Pour rappel, le projet d’ »Expérimenter la mise en place d’un carnet de parcours avec les représentants des familles » a été initié en 2015 par plusieurs associations non gestionnaires membres du GNCHR et des associations représentant les personnes en situation de handicap rare (action 34 du Schéma national des handicaps rares (SNHR) 2014 – 2018). Ce projet se poursuit dans l’action 38 du SNHR 2021 – 2025.

En juin 2019, le GNCHR a mis en place un groupe projet composé des représentants des associations non gestionnaires, des associations représentant les personnes en situation de handicap rare des professionnels des ERHR et des CNRHR.

L’état des lieux en amont de l’expérimentation a montré que les outils existants ne répondaient pas aux besoins des personnes en situation de handicap rare. L’enjeu est de s’appuyer sur la personne et son environnement pour créer le carnet de parcours de vie, pour partager son vécu : par exemple pouvoir raconter les vacances passées il y a 2 ans avec ses grands-parents.
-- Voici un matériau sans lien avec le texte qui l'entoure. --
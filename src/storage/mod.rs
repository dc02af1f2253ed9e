pub mod repository;
pub mod seed;

use rusqlite_migration::{Migrations, M};

use crate::error::{Error, Result};

/// Database wraps two `tokio_rusqlite::Connection` instances (writer + reader)
/// using WAL mode for concurrent access. The writer serializes writes via
/// `tokio_rusqlite`'s internal channel; the reader can proceed without blocking.
/// All report operations are read-only and go through the reader.
#[derive(Clone)]
pub struct Database {
    writer: tokio_rusqlite::Connection,
    reader: tokio_rusqlite::Connection,
}

impl Database {
    /// Open the database at the default path (`~/.bugdw/bugdw.db`).
    pub async fn open() -> Result<Self> {
        let dir = dirs::home_dir()
            .ok_or_else(|| Error::Config("cannot determine home directory".into()))?
            .join(".bugdw");
        std::fs::create_dir_all(&dir).map_err(|e| Error::Config(e.to_string()))?;
        Self::open_at(dir.join("bugdw.db")).await
    }

    /// Open the database at the given path.
    pub async fn open_at(path: impl AsRef<std::path::Path>) -> Result<Self> {
        let path = path.as_ref().to_path_buf();

        let writer = tokio_rusqlite::Connection::open(&path).await?;
        Self::init_writer(&writer).await?;

        let reader = tokio_rusqlite::Connection::open(&path).await?;
        Self::init_reader(&reader).await?;

        Ok(Self { writer, reader })
    }

    /// Open an in-memory database (for testing).
    pub async fn open_memory() -> Result<Self> {
        let writer = tokio_rusqlite::Connection::open_in_memory().await?;
        Self::init_writer(&writer).await?;

        // For in-memory, we share the same connection for reader/writer
        // since in-memory DBs are per-connection.
        Ok(Self {
            reader: writer.clone(),
            writer,
        })
    }

    async fn init_writer(conn: &tokio_rusqlite::Connection) -> Result<()> {
        conn.call(|conn| {
            conn.execute_batch(
                "PRAGMA journal_mode=WAL;\
                 PRAGMA foreign_keys=ON;\
                 PRAGMA busy_timeout=5000;",
            )
            .map_err(|e| e.to_string())?;
            let migrations =
                Migrations::new(vec![M::up(include_str!("migrations/001_initial.sql"))]);
            migrations
                .to_latest(conn)
                .map_err(|e| e.to_string())?;
            Ok::<(), String>(())
        })
        .await
        .map_err(|e| Error::Database(e.to_string()))
    }

    async fn init_reader(conn: &tokio_rusqlite::Connection) -> Result<()> {
        conn.call(|conn| {
            conn.execute_batch(
                "PRAGMA journal_mode=WAL;\
                 PRAGMA foreign_keys=ON;\
                 PRAGMA busy_timeout=5000;",
            )?;
            Ok::<(), rusqlite::Error>(())
        })
        .await?;
        Ok(())
    }

    /// Get a reference to the writer connection.
    pub fn writer(&self) -> &tokio_rusqlite::Connection {
        &self.writer
    }

    /// Get a reference to the reader connection.
    pub fn reader(&self) -> &tokio_rusqlite::Connection {
        &self.reader
    }
}

#[cfg(test)]
mod tests {
    use super::*;

    #[tokio::test]
    async fn test_open_memory() {
        let db = Database::open_memory().await.unwrap();

        let tables: Vec<String> = db
            .reader()
            .call(|conn| {
                let mut stmt = conn.prepare(
                    "SELECT name FROM sqlite_master WHERE type='table' ORDER BY name",
                )?;
                let rows = stmt.query_map([], |row| row.get(0))?;
                Ok::<Vec<String>, rusqlite::Error>(rows.filter_map(|r| r.ok()).collect())
            })
            .await
            .unwrap();

        assert!(tables.contains(&"dim_projects".to_string()));
        assert!(tables.contains(&"fact_work_items".to_string()));
        assert!(tables.contains(&"fact_bugs".to_string()));
        assert!(tables.contains(&"app_config".to_string()));
    }

    #[tokio::test]
    async fn test_open_at_file() {
        let dir = tempfile::tempdir().unwrap();
        let path = dir.path().join("bugdw.db");
        let db = Database::open_at(&path).await.unwrap();

        let count: i64 = db
            .reader()
            .call(|conn| {
                Ok::<i64, rusqlite::Error>(conn.query_row(
                    "SELECT COUNT(*) FROM dim_projects",
                    [],
                    |row| row.get(0),
                )?)
            })
            .await
            .unwrap();
        assert_eq!(count, 0);
        assert!(path.exists());
    }
}
use std::path::PathBuf;
use std::time::Duration;

use anyhow::{Context, Result, bail};

use crate::data::source::{DatasetSource, FileSource, HttpSource};

/// data.gov.sg "Average Daily Public Transport Ridership" resource.
pub const DEFAULT_ENDPOINT: &str =
    "https://data.gov.sg/api/action/datastore_search?resource_id=d_75248cf2fbf340de6a746dc91ec9223c";

pub const DEFAULT_TIMEOUT_SECS: u64 = 30;

const ENV_API_URL: &str = "RIDERSHIP_API_URL";
const ENV_TIMEOUT: &str = "RIDERSHIP_TIMEOUT_SECS";
const ENV_FILE: &str = "RIDERSHIP_FILE";

// ---------------------------------------------------------------------------
// Config
// ---------------------------------------------------------------------------

/// Where the dataset comes from.
#[derive(Debug, Clone, PartialEq)]
pub enum SourceConfig {
    Http { endpoint: String, timeout: Duration },
    File(PathBuf),
}

#[derive(Debug, Clone, PartialEq)]
pub struct Config {
    pub source: SourceConfig,
}

impl Default for Config {
    fn default() -> Self {
        Self {
            source: SourceConfig::Http {
                endpoint: DEFAULT_ENDPOINT.to_string(),
                timeout: Duration::from_secs(DEFAULT_TIMEOUT_SECS),
            },
        }
    }
}

impl Config {
    /// Read `RIDERSHIP_API_URL`, `RIDERSHIP_TIMEOUT_SECS` and `RIDERSHIP_FILE`.
    pub fn from_env() -> Result<Self> {
        Self::from_lookup(|key| std::env::var(key).ok())
    }

    fn from_lookup(lookup: impl Fn(&str) -> Option<String>) -> Result<Self> {
        if let Some(path) = lookup(ENV_FILE).filter(|p| !p.trim().is_empty()) {
            return Ok(Config {
                source: SourceConfig::File(PathBuf::from(path)),
            });
        }

        let endpoint = match lookup(ENV_API_URL) {
            Some(url) if url.trim().is_empty() => bail!("{ENV_API_URL} is set but empty"),
            Some(url) => url.trim().to_string(),
            None => DEFAULT_ENDPOINT.to_string(),
        };

        let timeout_secs = match lookup(ENV_TIMEOUT) {
            Some(raw) => raw
                .trim()
                .parse::<u64>()
                .with_context(|| format!("{ENV_TIMEOUT}={raw:?} is not a whole number of seconds"))?,
            None => DEFAULT_TIMEOUT_SECS,
        };
        if timeout_secs == 0 {
            bail!("{ENV_TIMEOUT} must be positive");
        }

        Ok(Config {
            source: SourceConfig::Http {
                endpoint,
                timeout: Duration::from_secs(timeout_secs),
            },
        })
    }

    pub fn into_source(self) -> Box<dyn DatasetSource> {
        match self.source {
            SourceConfig::Http { endpoint, timeout } => Box::new(HttpSource::new(endpoint, timeout)),
            SourceConfig::File(path) => Box::new(FileSource::new(path)),
        }
    }
}
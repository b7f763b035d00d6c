use std::collections::HashSet;
use std::fmt;

use serde_json::Value as JsonValue;

// ---------------------------------------------------------------------------
// FieldValue – a loosely typed cell from the API
// ---------------------------------------------------------------------------

/// A dynamically-typed scalar as it arrives in the datastore JSON.
///
/// data.gov.sg serves most numbers as strings, but exported dumps and other
/// mirrors carry real JSON numbers, so both are kept.
#[derive(Debug, Clone, PartialEq)]
pub enum FieldValue {
    Text(String),
    Integer(i64),
    Float(f64),
}

impl fmt::Display for FieldValue {
    fn fmt(&self, f: &mut fmt::Formatter<'_>) -> fmt::Result {
        match self {
            FieldValue::Text(s) => write!(f, "{s}"),
            FieldValue::Integer(i) => write!(f, "{i}"),
            FieldValue::Float(v) => write!(f, "{v}"),
        }
    }
}

impl FieldValue {
    /// Convert a JSON scalar; `null` (and a missing key upstream) becomes `None`.
    pub fn from_json(val: &JsonValue) -> Option<Self> {
        match val {
            JsonValue::Null => None,
            JsonValue::String(s) => Some(FieldValue::Text(s.clone())),
            JsonValue::Number(n) => {
                if let Some(i) = n.as_i64() {
                    Some(FieldValue::Integer(i))
                } else if let Some(f) = n.as_f64() {
                    Some(FieldValue::Float(f))
                } else {
                    Some(FieldValue::Text(n.to_string()))
                }
            }
            JsonValue::Bool(b) => Some(FieldValue::Text(b.to_string())),
            other => Some(FieldValue::Text(other.to_string())),
        }
    }

    /// Interpret the value as an `f64`, parsing numeric text.
    pub fn as_f64(&self) -> Option<f64> {
        match self {
            FieldValue::Float(v) => Some(*v),
            FieldValue::Integer(i) => Some(*i as f64),
            FieldValue::Text(s) => s.trim().parse::<f64>().ok(),
        }
    }
}

// ---------------------------------------------------------------------------
// Record – one row of the ridership table
// ---------------------------------------------------------------------------

/// A single ridership row. Every field may be missing in the upstream data.
///
/// `year` is always held as text: numeric years are normalised with
/// [`FieldValue`]'s `Display`, so `2020` and `"2020"` compare equal.
#[derive(Debug, Clone, PartialEq, Default)]
pub struct Record {
    pub year: Option<String>,
    pub transport_type: Option<String>,
    pub average_ridership: Option<FieldValue>,
}

impl Record {
    pub fn new(
        year: Option<FieldValue>,
        transport_type: Option<FieldValue>,
        average_ridership: Option<FieldValue>,
    ) -> Self {
        Record {
            year: year.map(|v| v.to_string()),
            transport_type: transport_type.map(|v| v.to_string()),
            average_ridership,
        }
    }

    /// Year text, or `""` when absent.
    pub fn year_text(&self) -> &str {
        self.year.as_deref().unwrap_or("")
    }

    /// Transport type, or `""` when absent.
    pub fn transport_type_text(&self) -> &str {
        self.transport_type.as_deref().unwrap_or("")
    }

    pub fn display_transport_type(&self) -> &str {
        match self.transport_type.as_deref() {
            Some(t) if !t.is_empty() => t,
            _ => "Unknown Transport",
        }
    }

    pub fn display_year(&self) -> &str {
        match self.year.as_deref() {
            Some(y) if !y.is_empty() => y,
            _ => "N/A",
        }
    }

    pub fn display_ridership(&self) -> String {
        match &self.average_ridership {
            Some(FieldValue::Text(s)) if s.is_empty() => "N/A".to_string(),
            Some(v) => v.to_string(),
            None => "N/A".to_string(),
        }
    }
}

// ---------------------------------------------------------------------------
// RidershipDataset – the complete fetched dataset
// ---------------------------------------------------------------------------

/// The full fetched dataset with its selector options pre-computed.
#[derive(Debug, Clone, Default)]
pub struct RidershipDataset {
    records: Vec<Record>,
    /// Distinct years, first-seen order.
    distinct_years: Vec<String>,
    /// Distinct transport types, first-seen order.
    distinct_transport_types: Vec<String>,
}

impl RidershipDataset {
    /// Build the distinct-value lists from the loaded records.
    pub fn from_records(records: Vec<Record>) -> Self {
        let distinct_years = distinct_in_order(records.iter().map(|r| r.year.as_deref()));
        let distinct_transport_types =
            distinct_in_order(records.iter().map(|r| r.transport_type.as_deref()));
        RidershipDataset {
            records,
            distinct_years,
            distinct_transport_types,
        }
    }

    pub fn records(&self) -> &[Record] {
        &self.records
    }

    pub fn get(&self, index: usize) -> Option<&Record> {
        self.records.get(index)
    }

    pub fn distinct_years(&self) -> &[String] {
        &self.distinct_years
    }

    pub fn distinct_transport_types(&self) -> &[String] {
        &self.distinct_transport_types
    }

    /// Number of records.
    pub fn len(&self) -> usize {
        self.records.len()
    }

    /// Whether the dataset is empty.
    pub fn is_empty(&self) -> bool {
        self.records.is_empty()
    }
}

/// Insertion-order-preserving dedup. Absent and empty values are skipped:
/// an empty selection means "no constraint", so they could never be chosen.
fn distinct_in_order<'a>(values: impl Iterator<Item = Option<&'a str>>) -> Vec<String> {
    let mut seen: HashSet<&str> = HashSet::new();
    let mut out = Vec::new();
    for v in values.flatten().filter(|v| !v.is_empty()) {
        if seen.insert(v) {
            out.push(v.to_string());
        }
    }
    out
}
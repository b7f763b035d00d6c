use std::path::{Path, PathBuf};
use std::time::Duration;

use reqwest::blocking;
use serde::Deserialize;
use serde_json::Value as JsonValue;
use thiserror::Error;

use super::model::{FieldValue, Record};

// ---------------------------------------------------------------------------
// Errors
// ---------------------------------------------------------------------------

#[derive(Debug, Error)]
pub enum FetchError {
    #[error("failed to create HTTP client: {0}")]
    Client(#[source] reqwest::Error),

    #[error("request to {url} failed: {source}")]
    Request {
        url: String,
        #[source]
        source: reqwest::Error,
    },

    #[error("API returned error status {0}")]
    Status(reqwest::StatusCode),

    #[error("reading {}: {source}", .path.display())]
    Io {
        path: PathBuf,
        #[source]
        source: std::io::Error,
    },

    #[error("invalid JSON response: {0}")]
    Json(#[from] serde_json::Error),

    #[error("response has no result.records array")]
    MissingRecords,
}

// ---------------------------------------------------------------------------
// Sources
// ---------------------------------------------------------------------------

/// Anything that can produce the full ridership table in one go.
pub trait DatasetSource: Send {
    /// Human-readable origin, used in logs.
    fn describe(&self) -> String;

    fn fetch(&self) -> Result<Vec<Record>, FetchError>;
}

/// The datastore API over HTTP.
#[derive(Debug, Clone)]
pub struct HttpSource {
    endpoint: String,
    timeout: Duration,
}

impl HttpSource {
    pub fn new(endpoint: impl Into<String>, timeout: Duration) -> Self {
        HttpSource {
            endpoint: endpoint.into(),
            timeout,
        }
    }
}

impl DatasetSource for HttpSource {
    fn describe(&self) -> String {
        self.endpoint.clone()
    }

    fn fetch(&self) -> Result<Vec<Record>, FetchError> {
        let client = blocking::Client::builder()
            .timeout(self.timeout)
            .build()
            .map_err(FetchError::Client)?;

        let response = client
            .get(&self.endpoint)
            .send()
            .map_err(|source| FetchError::Request {
                url: self.endpoint.clone(),
                source,
            })?;

        if !response.status().is_success() {
            return Err(FetchError::Status(response.status()));
        }

        let body = response.text().map_err(|source| FetchError::Request {
            url: self.endpoint.clone(),
            source,
        })?;

        parse_response(&body)
    }
}

/// A saved datastore response on disk. Read-only.
#[derive(Debug, Clone)]
pub struct FileSource {
    path: PathBuf,
}

impl FileSource {
    pub fn new(path: impl AsRef<Path>) -> Self {
        FileSource {
            path: path.as_ref().to_path_buf(),
        }
    }
}

impl DatasetSource for FileSource {
    fn describe(&self) -> String {
        self.path.display().to_string()
    }

    fn fetch(&self) -> Result<Vec<Record>, FetchError> {
        let text = std::fs::read_to_string(&self.path).map_err(|source| FetchError::Io {
            path: self.path.clone(),
            source,
        })?;
        parse_response(&text)
    }
}

// ---------------------------------------------------------------------------
// Response parsing
// ---------------------------------------------------------------------------

/// Expected JSON schema (CKAN `datastore_search`):
///
/// ```json
/// {
///   "result": {
///     "records": [
///       { "_id": 1, "year": "1995", "type_of_public_transport": "MRT", "average_ridership": "740" },
///       ...
///     ]
///   }
/// }
/// ```
///
/// Only `year`, `type_of_public_transport` and `average_ridership` are kept.
pub fn parse_response(body: &str) -> Result<Vec<Record>, FetchError> {
    let envelope: Envelope = serde_json::from_str(body)?;

    let records = envelope
        .result
        .as_ref()
        .and_then(|r| r.get("records"))
        .and_then(JsonValue::as_array)
        .ok_or(FetchError::MissingRecords)?;

    Ok(records.iter().map(json_to_record).collect())
}

/// The CKAN envelope; `result` stays untyped so a valid body of the wrong
/// shape is a missing-records error rather than a parse error.
#[derive(Debug, Deserialize)]
struct Envelope {
    #[serde(default)]
    result: Option<JsonValue>,
}

fn json_to_record(val: &JsonValue) -> Record {
    let Some(obj) = val.as_object() else {
        log::debug!("Skipping fields of non-object record {val}");
        return Record::default();
    };
    let field = |key: &str| obj.get(key).and_then(FieldValue::from_json);
    Record::new(
        field("year"),
        field("type_of_public_transport"),
        field("average_ridership"),
    )
}
use eframe::egui::{self, Color32, RichText, ScrollArea, Ui};
use egui_extras::{Column, TableBuilder};

use crate::state::{AppState, Screen};

const ROW_HEIGHT: f32 = 22.0;

// ---------------------------------------------------------------------------
// Left side panel – search and filter widgets
// ---------------------------------------------------------------------------

/// Render the left filter panel.
pub fn side_panel(ui: &mut Ui, state: &mut AppState) {
    ui.heading("Filters");
    ui.separator();

    let mut search = state.criteria.search_text.clone();
    let response = ui.add(
        egui::TextEdit::singleline(&mut search)
            .hint_text("Search by transport type or year")
            .desired_width(f32::INFINITY),
    );
    if response.changed() {
        state.set_search_text(search);
    }
    ui.add_space(6.0);

    let years = state.engine.distinct_years().to_vec();
    if let Some(year) = option_combo(
        ui,
        "year_filter",
        "Select Year",
        &years,
        &state.criteria.year_filter,
    ) {
        state.set_year_filter(year);
    }
    ui.add_space(6.0);

    let types = state.engine.distinct_transport_types().to_vec();
    if let Some(ty) = option_combo(
        ui,
        "transport_type_filter",
        "Select Transport Type",
        &types,
        &state.criteria.transport_type_filter,
    ) {
        state.set_transport_type_filter(ty);
    }

    ui.add_space(6.0);
    if !state.criteria.is_empty() && ui.button("Clear filters").clicked() {
        state.set_search_text(String::new());
        state.set_year_filter(String::new());
        state.set_transport_type_filter(String::new());
    }

    // ---- Legend ----
    if let Some(cm) = &state.color_map {
        ui.separator();
        ui.strong("Transport types");
        ScrollArea::vertical()
            .auto_shrink([false, true])
            .show(ui, |ui: &mut Ui| {
                for (label, color) in cm.legend_entries() {
                    ui.label(RichText::new(format!("■ {label}")).color(color));
                }
            });
    }
}

/// A selector whose first entry is the empty "no constraint" option.
/// Returns the newly chosen value, if the user picked one.
fn option_combo(
    ui: &mut Ui,
    id: &str,
    placeholder: &str,
    options: &[String],
    current: &str,
) -> Option<String> {
    let mut chosen = None;
    let selected_text = if current.is_empty() { placeholder } else { current };
    egui::ComboBox::from_id_salt(id)
        .selected_text(selected_text)
        .width(ui.available_width())
        .show_ui(ui, |ui: &mut Ui| {
            if ui.selectable_label(current.is_empty(), placeholder).clicked() {
                chosen = Some(String::new());
            }
            for opt in options {
                if ui.selectable_label(current == opt.as_str(), opt).clicked() {
                    chosen = Some(opt.clone());
                }
            }
        });
    chosen.filter(|c: &String| c.as_str() != current)
}

// ---------------------------------------------------------------------------
// Central panel – record list
// ---------------------------------------------------------------------------

struct Row {
    index: usize,
    transport_type: String,
    year: String,
    ridership: String,
    color: Color32,
}

/// Render the visible records; clicking a row opens its details.
pub fn record_list(ui: &mut Ui, state: &mut AppState) {
    if state.loading {
        ui.centered_and_justified(|ui: &mut Ui| {
            ui.horizontal(|ui: &mut Ui| {
                ui.spinner();
                ui.label("Loading ridership data…");
            });
        });
        return;
    }

    if state.engine.visible_len() == 0 {
        ui.centered_and_justified(|ui: &mut Ui| {
            if state.engine.dataset().is_empty() {
                ui.label("No records available.");
            } else {
                ui.label("No records match the current filters.");
            }
        });
        return;
    }

    let color_map = state.color_map.as_ref();
    let rows: Vec<Row> = state
        .engine
        .visible()
        .map(|(index, rec)| Row {
            index,
            transport_type: rec.display_transport_type().to_string(),
            year: rec.display_year().to_string(),
            ridership: rec.display_ridership(),
            color: color_map
                .map(|cm| cm.color_for(rec.transport_type.as_deref()))
                .unwrap_or(Color32::GRAY),
        })
        .collect();

    let mut clicked = None;
    TableBuilder::new(ui)
        .striped(true)
        .sense(egui::Sense::click())
        .column(Column::remainder().at_least(160.0))
        .column(Column::auto().at_least(80.0))
        .column(Column::auto().at_least(140.0))
        .header(ROW_HEIGHT, |mut header| {
            header.col(|ui: &mut Ui| {
                ui.strong("Transport");
            });
            header.col(|ui: &mut Ui| {
                ui.strong("Year");
            });
            header.col(|ui: &mut Ui| {
                ui.strong("Average ridership");
            });
        })
        .body(|body| {
            body.rows(ROW_HEIGHT, rows.len(), |mut row| {
                let r = &rows[row.index()];
                row.col(|ui: &mut Ui| {
                    ui.label(RichText::new(&r.transport_type).color(r.color).strong());
                });
                row.col(|ui: &mut Ui| {
                    ui.label(&r.year);
                });
                row.col(|ui: &mut Ui| {
                    ui.label(&r.ridership);
                });
                if row.response().clicked() {
                    clicked = Some(r.index);
                }
            });
        });

    if let Some(index) = clicked {
        state.open_details(index);
    }
}

// ---------------------------------------------------------------------------
// Top bar
// ---------------------------------------------------------------------------

/// Render the title bar with counts, navigation and errors.
pub fn top_bar(ui: &mut Ui, state: &mut AppState) {
    ui.horizontal(|ui: &mut Ui| {
        ui.heading("Public Transport Tracker");
        ui.separator();

        if state.engine.is_loaded() {
            ui.label(format!(
                "{} records loaded, {} visible",
                state.engine.dataset().len(),
                state.engine.visible_len()
            ));
            ui.separator();
        }

        if state.screen == Screen::Home && ui.button("SG MRT Map").clicked() {
            state.open_map();
        }

        if let Some(msg) = &state.status_message {
            ui.label(RichText::new(msg).color(Color32::RED));
        }
    });
}
use super::model::Record;

// ---------------------------------------------------------------------------
// Filter criteria: free-text search plus two exact-match selectors
// ---------------------------------------------------------------------------

/// The full set of user filters. An empty string means "no constraint".
#[derive(Debug, Clone, Default, PartialEq, Eq)]
pub struct FilterCriteria {
    pub search_text: String,
    pub year_filter: String,
    pub transport_type_filter: String,
}

#[cfg(test)]
impl FilterCriteria {
    pub fn search(text: impl Into<String>) -> Self {
        FilterCriteria {
            search_text: text.into(),
            ..Default::default()
        }
    }

    pub fn year(year: impl Into<String>) -> Self {
        FilterCriteria {
            year_filter: year.into(),
            ..Default::default()
        }
    }

    pub fn transport_type(ty: impl Into<String>) -> Self {
        FilterCriteria {
            transport_type_filter: ty.into(),
            ..Default::default()
        }
    }
}

impl FilterCriteria {
    /// True when no dimension is constrained.
    pub fn is_empty(&self) -> bool {
        self.search_text.is_empty()
            && self.year_filter.is_empty()
            && self.transport_type_filter.is_empty()
    }
}

// ---------------------------------------------------------------------------
// Predicates
// ---------------------------------------------------------------------------

/// Whether a record passes all active filters.
///
/// A record passes when:
/// * `search_text` is empty, or it occurs (case-insensitively) in the
///   transport type or the year text
/// * `year_filter` is empty, or equals the year text exactly
/// * `transport_type_filter` is empty, or equals the transport type exactly
///
/// Absent fields are searched as `""` and never equal a non-empty filter.
pub fn matches(record: &Record, criteria: &FilterCriteria) -> bool {
    if !criteria.search_text.is_empty() {
        let needle = criteria.search_text.to_lowercase();
        let in_type = record
            .transport_type_text()
            .to_lowercase()
            .contains(&needle);
        let in_year = record.year_text().to_lowercase().contains(&needle);
        if !in_type && !in_year {
            return false;
        }
    }

    if !criteria.year_filter.is_empty()
        && record.year.as_deref() != Some(criteria.year_filter.as_str())
    {
        return false;
    }

    if !criteria.transport_type_filter.is_empty()
        && record.transport_type.as_deref() != Some(criteria.transport_type_filter.as_str())
    {
        return false;
    }

    true
}

/// Return indices of records that pass all active filters, in dataset order.
pub fn filtered_indices(records: &[Record], criteria: &FilterCriteria) -> Vec<usize> {
    records
        .iter()
        .enumerate()
        .filter(|(_, rec)| matches(rec, criteria))
        .map(|(i, _)| i)
        .collect()
}
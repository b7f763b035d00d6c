mod app;
mod color;
mod config;
mod data;
mod state;
mod ui;

use anyhow::{Context, Result, anyhow};
use app::RidershipApp;
use config::Config;
use eframe::egui;

fn main() -> Result<()> {
    env_logger::init();

    let config = Config::from_env().context("reading configuration")?;
    log::info!("Using dataset source {:?}", config.source);
    let source = config.into_source();

    let options = eframe::NativeOptions {
        viewport: egui::ViewportBuilder::default()
            .with_inner_size([1000.0, 720.0])
            .with_min_inner_size([480.0, 400.0]),
        ..Default::default()
    };

    eframe::run_native(
        "Public Transport Tracker",
        options,
        Box::new(|cc| Ok(Box::new(RidershipApp::new(&cc.egui_ctx, source)))),
    )
    .map_err(|e| anyhow!("running UI: {e}"))
}
//! Error types for history operations
//!
//! Every public operation on the store returns a [`Result`]; nothing in this
//! crate signals failure by panicking.
//!
//! # Error Taxonomy
//!
//! ```text
//! HistoryError
//! ├── NothingToUndo        - cursor is before the first entry
//! ├── NothingToRedo        - cursor is at the last entry
//! ├── ActionNotReversible  - producer recorded no inverse payload
//! ├── ExecutorFailed       - executor refused a step; cursor did not move past it
//! ├── OperationInProgress  - another intent holds the store
//! ├── UnknownActionId      - jump target is not in the timeline
//! ├── DuplicateActionId    - record called with an id already in the timeline
//! ├── Interrupted          - the runtime shut down under an in-flight intent
//! ├── Config               - invalid configuration
//! ├── Io                   - reading a configuration file
//! └── Serialization        - decoding a configuration file
//! ```

use crate::action::ActionId;
use thiserror::Error;

/// Result type for history operations
pub type Result<T> = std::result::Result<T, HistoryError>;

/// Errors that can occur while recording or navigating the history
#[derive(Error, Debug)]
pub enum HistoryError {
    /// There is no applied action to undo
    #[error("Nothing to undo")]
    NothingToUndo,

    /// There is no undone action to redo
    #[error("Nothing to redo")]
    NothingToRedo,

    /// The action was recorded without an inverse payload
    #[error("Action {id} cannot be undone")]
    ActionNotReversible {
        /// The irreversible action
        id: ActionId,
    },

    /// The executor reported that a step did not take effect
    ///
    /// `reached` is the cursor after the last step that did succeed
    /// (`None` when that is before the first entry).
    #[error("Executor failed: {reason}")]
    ExecutorFailed {
        /// Reason reported by the executor
        reason: String,
        /// Cursor position the store settled on
        reached: Option<usize>,
    },

    /// Another intent is still being processed
    #[error("Another history operation is in progress")]
    OperationInProgress,

    /// `jump_to` referenced an id that is not in the timeline
    #[error("Unknown action id: {0}")]
    UnknownActionId(ActionId),

    /// `record` was called with an id that is already in the timeline
    #[error("Duplicate action id: {0}")]
    DuplicateActionId(ActionId),

    /// The task running an intent was cancelled by the runtime
    #[error("Intent interrupted: {0}")]
    Interrupted(String),

    /// Configuration error
    #[error("Configuration error: {0}")]
    Config(String),

    /// I/O error
    #[error("I/O error: {0}")]
    Io(#[from] std::io::Error),

    /// Serialization error
    #[error("Serialization error: {0}")]
    Serialization(String),
}

impl HistoryError {
    /// Whether the error should be shown to the user as a disabled or
    /// refused control rather than as a failure
    pub fn is_user_facing(&self) -> bool {
        matches!(
            self,
            HistoryError::NothingToUndo
                | HistoryError::NothingToRedo
                | HistoryError::ActionNotReversible { .. }
        )
    }

    /// Whether repeating the same intent later may succeed without any other change
    pub fn is_transient(&self) -> bool {
        matches!(self, HistoryError::OperationInProgress)
    }
}

impl From<serde_json::Error> for HistoryError {
    fn from(err: serde_json::Error) -> Self {
        HistoryError::Serialization(err.to_string())
    }
}

impl From<serde_yaml::Error> for HistoryError {
    fn from(err: serde_yaml::Error) -> Self {
        HistoryError::Serialization(err.to_string())
    }
}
Pour réaliser le MCPV, le groupe projet a mis en place une arborescence afin de faciliter, organiser et recenser l’ensemble des traits de personnalités, habitudes, appétences d’une personne accompagnée à travers 7 catégories / thématiques : Qui suis-je ? Mon entourage, Ma vie quotidienne, Mes centres d’intérêt, Mes activités d’aujourd’hui, Je partage avec les professionnels, Mes souvenirs. Cette arborescence représente le contenu du MCPV.

Le choix s’est porté sur Clicker, une application permettant d’inscrire les rubriques de l’arborescence et de réaliser le carnet MCPV.

Le prototype du carnet MCPV paramétré sous Clicker, est proposé en expérimentation auprès des personnes et familles, les professionnels référents-soutien et professionnels accompagnants (éducateur spécialisé, SAVS, …).

Nous revenons ci-après sur la phase d’expérimentation telle que vécue par Alice FACON, conseillère technique au CNRHR La Pépinière.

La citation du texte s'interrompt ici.